Posted on: 25 June 2018
Once you file chapter 7 bankruptcy, you may be both relieved and anxious. Relieved because you no longer have that debt burden on your back and anxious about the way the filing might affect your ability to get credit in the future. Read on for some smart moves to make and what to know about the post-bankruptcy period.
Identify the Causes
It's all too easy to lay the blame for your financial problems on unreasonable creditors or expensive medical bills, but to avoid a repeat, you have to take responsibility for your own actions. Try to focus on the steps you should have taken to avoid the mess you found yourself in and make plans to ensure it doesn't happen in the future. For example, if you found yourself paying your regular monthly bills with your credit cards, you might need to examine ways to cut your expenses by sizing down your living situation, dropping some recreation and entertainment obligations, and taking on a side gig to help ensure that you can cover your budget without using credit.
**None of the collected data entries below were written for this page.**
use atty::Stream;
use color_eyre::Result;
use pypx_core::{CommandInfo, CommandStatus, ExecutionOutcome};
use serde_json::Value;

use crate::style::Style;

#[derive(Clone, Copy, Debug)]
pub struct OutputOptions {
    pub quiet: bool,
    pub json: bool,
    pub no_color: bool,
}

#[must_use]
pub fn exit_code(status: CommandStatus) -> i32 {
    match status {
        CommandStatus::Ok => 0,
        CommandStatus::UserError | CommandStatus::Failure => 1,
    }
}

pub fn emit_output(
    opts: &OutputOptions,
    info: CommandInfo,
    outcome: &ExecutionOutcome,
) -> Result<i32> {
    let code = exit_code(outcome.status);

    if opts.json {
        let payload = pypx_core::to_json_response(info, outcome, code);
        println!("{}", serde_json::to_string_pretty(&payload)?);
        return Ok(code);
    }

    if let CommandStatus::Ok = outcome.status {
        if opts.quiet || outcome.message.is_empty() {
            return Ok(code);
        }
        let style = Style::new(opts.no_color, atty::is(Stream::Stdout));
        let (head, body) = split_message(&outcome.message);
        let message = pypx_core::format_status_message(info, head);
        println!("{}", style.status(&outcome.status, &message));
        for line in body {
            println!("{}", style.detail(line));
        }
    } else {
        let style = Style::new(opts.no_color, atty::is(Stream::Stderr));
        let message = pypx_core::format_status_message(info, &outcome.message);
        eprintln!("{}", style.status(&outcome.status, &message));
        if let Some(hint) = hint_from_details(&outcome.details) {
            eprintln!("{}", style.info(&format!("Tip: {hint}")));
        }
    }

    Ok(code)
}

/// First line becomes the status line; the rest is printed as detail.
fn split_message(message: &str) -> (&str, std::str::Lines<'_>) {
    let mut lines = message.lines();
    let head = lines.next().unwrap_or_default();
    (head, lines)
}

fn hint_from_details(details: &Value) -> Option<&str> {
    details
        .as_object()
        .and_then(|map| map.get("hint"))
        .and_then(Value::as_str)
}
Keep a Close Watch on Your Credit
Your credit report is a snapshot of your debt situation, and attention in this area will pay off by ensuring that mistakes don't go uncorrected. While the federal filing is an obvious black mark, that does not mean that credit offers will not be forthcoming. and you will want to gradually and wisely rebuild your creditworthiness. Once your bankruptcy is final, take a close look at the debts listed and check them against your bankruptcy matrix. All accounts should show as closed, and they should no longer be impacting your credit score. Be sure you dispute problems quickly by alerting all three major credit reporting bureaus about the problem.
Acquire New Credit Carefully
You may be shocked when you begin getting credit card offers in the mail after your bankruptcy is finalized, but you might want to examine these offers closely before jumping at the chance to begin again. Many of these post-bankruptcy credit offers are based on the public reporting of your bankruptcy and are aimed at those with bad credit. This can mean high membership fees and other fees and punitive interest rates. Know what you are applying for by reading the fine print on the back of the offer letters. You might be surprised, but the ones that require a monetary deposit are often great ways to start rebuilding your credit as long as they are otherwise good creditors.